Street in Brighton, East Sussex, England

Queen's Road is a major street in the seaside resort of Brighton, part of the English city of Brighton and Hove. It was laid out in 1845, partly replacing a large area of poor quality slum housing, during a period when Brighton was growing rapidly following the arrival of the railway from London. The street's purpose was to connect Brighton railway station directly with the old town and the main commercial area, and the railway partly funded its construction and its subsequent widening. Queen's Road quickly took on a commercial character, with many hotels and pubs opening; several large warehouses were built; and it also became the centre of the town's medical profession. In the postwar era large offices began to predominate, and buildings including Brighton's first "super cinema" were lost. Several architecturally important buildings survive, though, and the street remains important as "the principal thoroughfare for visitors arriving ... by train".

==History==
In the early 19th century, there was little development in the area now served by Queen's Road: a local directory recorded 25 properties in the area in 1822.

Brighton railway station opened in 1840 in temporary premises as the eastern terminus of a line to Shoreham-by-Sea. The line from London, built in stages, was completed the following year, and a large permanent station building was built on an artificial plateau 130 ft above sea level. At this time, the only ways to reach Brighton town and seafront were indirect: either eastwards via the steeply sloping Trafalgar Street and through the densely populated artisan area now known as North Laine as far as London Road, or north-westwards along the steep uphill gradient of Terminus Road to Seven Dials, thence down Dyke Road past St Nicholas' Church.

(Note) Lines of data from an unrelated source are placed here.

use std::io;

use log::{debug, trace};

use crate::block::{Block, Diff, Index, Luma, Run, QOI_MAX_RUN};
use crate::error::Error;
use crate::header::{Channels, Colorspace, Header, QOI_BYTES_END, QOI_HEADER_LEN};
use crate::options::EncodeOptions;
use crate::pixel::Pixel;
use crate::state::State;

/// A streaming QOI encoder.
///
/// The header is written when the encoder is created, each call to
/// [`Encoder::encode_pixel`] consumes the next pixel in stream order, and
/// [`Encoder::finish`] terminates the stream. Exactly `width * height` pixels
/// must be given.
pub struct Encoder<W: io::Write> {
  writer: W,
  header: Header,
  state: State,
  // Length of the current run of repeated pixels, always below `QOI_MAX_RUN`.
  run: u8,
  rgb_blocks: bool,
  pixels: u64,
  bytes_written: u64,
}

impl<W: io::Write> Encoder<W> {
  /// Creates an encoder for the given header with default options.
  pub fn new(writer: W, header: Header) -> Result<Self, Error> {
    Self::start(writer, header, EncodeOptions::default().rgb_blocks)
  }

  pub fn with_options(writer: W, width: u32, height: u32, options: EncodeOptions) -> Result<Self, Error> {
    Self::start(writer, options.header(width, height), options.rgb_blocks)
  }

  fn start(mut writer: W, header: Header, rgb_blocks: bool) -> Result<Self, Error> {
    header.write_to(&mut writer)?;

    debug!(
      "encoding {}x{} image ({:?}, {:?})",
      header.width, header.height, header.channels, header.colorspace
    );

    Ok(Self {
      writer,
      header,
      state: State::new(),
      run: 0,
      rgb_blocks,
      pixels: 0,
      bytes_written: QOI_HEADER_LEN as u64,
    })
  }

  pub fn header(&self) -> &Header {
    &self.header
  }

  /// Encodes the next pixel. Repeats of the previous pixel are held back and
  /// written as a single run once the run ends.
  pub fn encode_pixel(&mut self, pixel: Pixel) -> Result<(), Error> {
    let expected = self.header.num_pixels();

    if self.pixels == expected {
      return Err(Error::PixelCountMismatch { expected, actual: self.pixels + 1 });
    }

    self.pixels += 1;

    let prev = self.state.prev_pixel();

    if self.state.advance(pixel) {
      self.run += 1;

      if self.run == QOI_MAX_RUN {
        trace!("flushing full run at pixel {}", self.pixels);
        self.flush_run()?;
      }

      return Ok(());
    }

    self.flush_run()?;

    let block = select_block(&mut self.state, pixel, prev, self.rgb_blocks)?;
    self.write_block(block)
  }

  /// Writes any pending run and the end of stream marker, and returns the
  /// underlying writer. Fails if fewer pixels than the header declares were
  /// given.
  pub fn finish(mut self) -> Result<W, Error> {
    let expected = self.header.num_pixels();

    if self.pixels != expected {
      return Err(Error::PixelCountMismatch { expected, actual: self.pixels });
    }

    self.flush_run()?;

    self.writer.write_all(&QOI_BYTES_END)?;
    self.writer.flush()?;
    self.bytes_written += QOI_BYTES_END.len() as u64;

    debug!("encoded {} pixels into {} bytes", self.pixels, self.bytes_written);

    Ok(self.writer)
  }

  fn flush_run(&mut self) -> Result<(), Error> {
    if self.run > 0 {
      let run = Run::new(self.run)?;
      self.run = 0;
      self.write_block(Block::Run(run))?;
    }

    Ok(())
  }

  fn write_block(&mut self, block: Block) -> Result<(), Error> {
    block.write_to(&mut self.writer)?;
    self.bytes_written += block.encoded_len() as u64;
    Ok(())
  }
}

// Picks the smallest block that reproduces `pixel` given the previous pixel
// `prev`. The cache is updated as a side effect, the previous pixel is not.
fn select_block(state: &mut State, pixel: Pixel, prev: Pixel, rgb_blocks: bool) -> Result<Block, Error> {
  if let Some(index) = state.observe(pixel) {
    return Ok(Block::Index(Index::new(index)?));
  }

  if pixel.a != prev.a {
    return Ok(Block::Rgba(pixel.r, pixel.g, pixel.b, pixel.a));
  }

  let (dr, dg, db) = pixel.deltas(&prev);

  if let Ok(diff) = Diff::new(dr, dg, db) {
    return Ok(Block::Diff(diff));
  }

  if let Ok(luma) = Luma::new(dr, dg, db) {
    return Ok(Block::Luma(luma));
  }

  if rgb_blocks {
    Ok(Block::Rgb(pixel.r, pixel.g, pixel.b))
  } else {
    Ok(Block::Rgba(pixel.r, pixel.g, pixel.b, pixel.a))
  }
}

/// Encodes `width * height` pixels into a complete QOI image.
///
/// Pixels can be anything convertible into a [`Pixel`], including packed
/// `0xAARRGGBB` values.
pub fn encode<I, P>(
  width: u32,
  height: u32,
  pixels: I,
  channels: Channels,
  colorspace: Colorspace,
) -> Result<Vec<u8>, Error>
where
  I: IntoIterator<Item = P>,
  P: Into<Pixel>,
{
  let options = EncodeOptions::default()
    .with_channels(channels)
    .with_colorspace(colorspace);

  encode_with(width, height, pixels, options)
}

/// Encodes `width * height` pixels into a complete QOI image with the given
/// options.
pub fn encode_with<I, P>(width: u32, height: u32, pixels: I, options: EncodeOptions) -> Result<Vec<u8>, Error>
where
  I: IntoIterator<Item = P>,
  P: Into<Pixel>,
{
  let mut encoder = Encoder::with_options(Vec::new(), width, height, options)?;

  for pixel in pixels {
    encoder.encode_pixel(pixel.into())?;
  }

  encoder.finish()
}

/// Encodes an image's raw pixel data and `Header` into a QOI encoded image.
///
/// The pixel data is read as interleaved RGB or RGBA bytes according to
/// `header.channels`. Pixels read from a 3 channel source are opaque.
///
/// This function supports reading and writing to in-memory structures or IO
/// streams by accepting a generic trait bound of `std::io::Read` for the
/// image's pixel data, and `std::io::Write` for the encoded image's
/// destination.
///
/// Note that this function performs frequent reads and writes, so it's
/// recommended to provide a buffered IO implementation such as
/// `std::io::BufReader` and `std::io::BufWriter` for streaming applications.
pub fn encode_image<R: io::Read, W: io::Write>(mut reader: R, writer: W, header: &Header) -> Result<(), Error> {
  let mut encoder = Encoder::new(writer, *header)?;
  let mut pixel_buf = [0; 4];
  let pixel_buf = &mut pixel_buf[..header.channels.count()];

  for _ in 0..header.num_pixels() {
    reader.read_exact(pixel_buf).map_err(Error::from_read)?;

    let pixel = Pixel {
      r: pixel_buf[0],
      g: pixel_buf[1],
      b: pixel_buf[2],
      a: pixel_buf.get(3).copied().unwrap_or(255),
    };

    encoder.encode_pixel(pixel)?;
  }

  encoder.finish()?;

  Ok(())
}

#[cfg(test)]
mod tests {
  use super::*;

  // Encodes `pixels` as a single row and returns only the block bytes.
  fn blocks(pixels: &[Pixel], rgb_blocks: bool) -> Vec<u8> {
    let options = EncodeOptions::default().with_rgb_blocks(rgb_blocks);
    let dest = encode_with(pixels.len() as u32, 1, pixels.iter().copied(), options).expect("Failed to encode image");

    assert_eq!(&dest[..4], b"qoif");
    assert_eq!(&dest[dest.len() - 8..], &QOI_BYTES_END);
    dest[QOI_HEADER_LEN..dest.len() - 8].to_vec()
  }

  #[test]
  fn test_encoding_single_pixel_image() {
    let dest = encode_with(
      1,
      1,
      [Pixel::new(10, 20, 30, 255)],
      EncodeOptions::default().with_rgb_blocks(false),
    )
    .expect("Failed to encode image");

    assert_eq!(
      dest,
      vec![
        b'q', b'o', b'i', b'f', 0, 0, 0, 1, 0, 0, 0, 1, 4, 0, // header
        0xff, 10, 20, 30, 255, // Block::Rgba(10, 20, 30, 255)
        0, 0, 0, 0, 0, 0, 0, 1, // end marker
      ]
    );
  }

  #[test]
  fn test_encoding_rgb_op() {
    assert_eq!(blocks(&[Pixel::new(10, 20, 30, 255)], true), vec![0xfe, 10, 20, 30]);
  }

  #[test]
  fn test_encoding_rgba_op_on_alpha_change() {
    // Would fit a diff if alpha were ignored.
    assert_eq!(blocks(&[Pixel::new(1, 0, 0, 128)], true), vec![0xff, 1, 0, 0, 128]);
  }

  #[test]
  fn test_encoding_diff_op() {
    // (1 + 2) << 4 | (0 + 2) << 2 | (0 + 2)
    assert_eq!(blocks(&[Pixel::new(1, 0, 0, 255)], true), vec![0x40 | 0x3a]);
  }

  #[test]
  fn test_encoding_diff_op_wraps() {
    // 255 - 0 is -1 in the signed 8 bit domain.
    assert_eq!(blocks(&[Pixel::new(255, 255, 255, 255)], true), vec![0x40 | 0x15]);
  }

  #[test]
  fn test_encoding_luma_op() {
    // dg = 8, dr - dg = 2, db - dg = 4
    assert_eq!(blocks(&[Pixel::new(10, 8, 12, 255)], true), vec![0x80 | 40, 10 << 4 | 12]);
  }

  #[test]
  fn test_encoding_index_op() {
    let a = Pixel::new(0, 0, 1, 255);
    let c = Pixel::new(0, 0, 50, 255);
    assert_eq!(a.qoi_hash(), 60);

    assert_eq!(
      blocks(&[a, c, a], true),
      vec![
        0x40 | 0x2b, // Diff(0, 0, 1)
        0xfe, 0, 0, 50, // Rgb(0, 0, 50)
        60,   // Index(60)
      ]
    );
  }

  #[test]
  fn test_encoding_evicted_cache_slot() {
    let a = Pixel::new(0, 0, 1, 255);
    let b = Pixel::new(0, 0, 65, 255);
    assert_eq!(a.qoi_hash(), b.qoi_hash());

    assert_eq!(
      blocks(&[a, b, a], true),
      vec![
        0x40 | 0x2b, // Diff(0, 0, 1)
        0xfe, 0, 0, 65, // Rgb(0, 0, 65)
        0xfe, 0, 0, 1, // Rgb(0, 0, 1), slot 60 holds `b` now
      ]
    );
  }

  #[test]
  fn test_encoding_trailing_run_op() {
    let pixel = Pixel::new(101, 102, 103, 255);

    assert_eq!(blocks(&[pixel, pixel], true), vec![0xfe, 101, 102, 103, 0xc0]);
  }

  #[test]
  fn test_encoding_max_run_ops() {
    let pixels = vec![Pixel::default(); 200];

    // 62, 62, 62, 14
    assert_eq!(blocks(&pixels, true), vec![0xfd, 0xfd, 0xfd, 0xc0 | 13]);
  }

  #[test]
  fn test_encoding_run_flushed_before_next_pixel() {
    let a = Pixel::new(100, 100, 100, 255);
    let b = Pixel::new(101, 100, 100, 255);

    assert_eq!(
      blocks(&[a, a, a, b], true),
      vec![
        0xfe, 100, 100, 100, // Rgb(100, 100, 100)
        0xc0 | 1,      // Run(2)
        0x40 | 0x3a,   // Diff(1, 0, 0)
      ]
    );
  }

  #[test]
  fn test_encoding_too_many_pixels() {
    let mut encoder = Encoder::new(Vec::new(), Header::new(1, 1, Channels::Rgba, Colorspace::Srgb))
      .expect("Failed to write header");

    encoder.encode_pixel(Pixel::default()).expect("Failed to encode pixel");
    assert_eq!(
      encoder.encode_pixel(Pixel::default()),
      Err(Error::PixelCountMismatch { expected: 1, actual: 2 })
    );
  }

  #[test]
  fn test_encoding_too_few_pixels() {
    let encoder = Encoder::new(Vec::new(), Header::new(2, 1, Channels::Rgba, Colorspace::Srgb))
      .expect("Failed to write header");

    assert_eq!(
      encoder.finish().map(|_| ()),
      Err(Error::PixelCountMismatch { expected: 2, actual: 0 })
    );
  }

  #[test]
  fn test_encoding_packed_pixels() {
    let packed = encode(1, 1, [0xff_0a_14_1eu32], Channels::Rgba, Colorspace::Srgb).expect("Failed to encode image");
    let unpacked = encode(1, 1, [Pixel::new(10, 20, 30, 255)], Channels::Rgba, Colorspace::Srgb)
      .expect("Failed to encode image");

    assert_eq!(packed, unpacked);
  }

  #[test]
  fn test_encoding_rgb_source_bytes() {
    let source = [101, 102, 103, 101, 102, 103];
    let mut dest = Vec::new();

    assert_eq!(
      encode_image(source.as_slice(), &mut dest, &Header::new(2, 1, Channels::Rgb, Colorspace::Srgb)),
      Ok(())
    );

    let range_start = QOI_HEADER_LEN + 4; // Header length + Block::Rgb(101, 102, 103)
    assert_eq!(&dest[range_start..range_start + 1], &[0xc0]); // Block::Run(1)
    assert_eq!(dest[12], 3);
  }
}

Some distance to the south of the station, the ancient Church Street (leading to St Nicholas' Church) crossed from west to east. Next to it on its north side stood Windsor Terrace, a terrace of houses built around the late 1820s; these stood opposite the burial ground of Hanover Chapel, a Presbyterian (originally Congregational) chapel built further down Church Street in 1825. To the south of this, two slum districts developed north of North Street, which was a major commercial route and the northern boundary of the old town. Durham and Petty France were jointly described as "an overcrowded warren" which lay on the projected route of the new road. A report in 1845 by the Town Commissioners, forerunners of the later Brighton Borough Council, described how the authorities dealt with the issue: "...[t]he reason [for the demolition programme] did not stem from concern for the inhabitants, but because these slums were along the route from the station to the seafront, and the Town Commissioners did not wish the visitors to see them. Neither did they gain the consent of the tenants; the inhabitants ... had to be lured out of their houses by a festivity at The Level. While they were there, the houses were demolished." This has been described as the first of the many slum clearances to have taken place in Brighton over the years; similarly the construction of the road has been identified as "one of the first railway-inspired developments" in Brighton.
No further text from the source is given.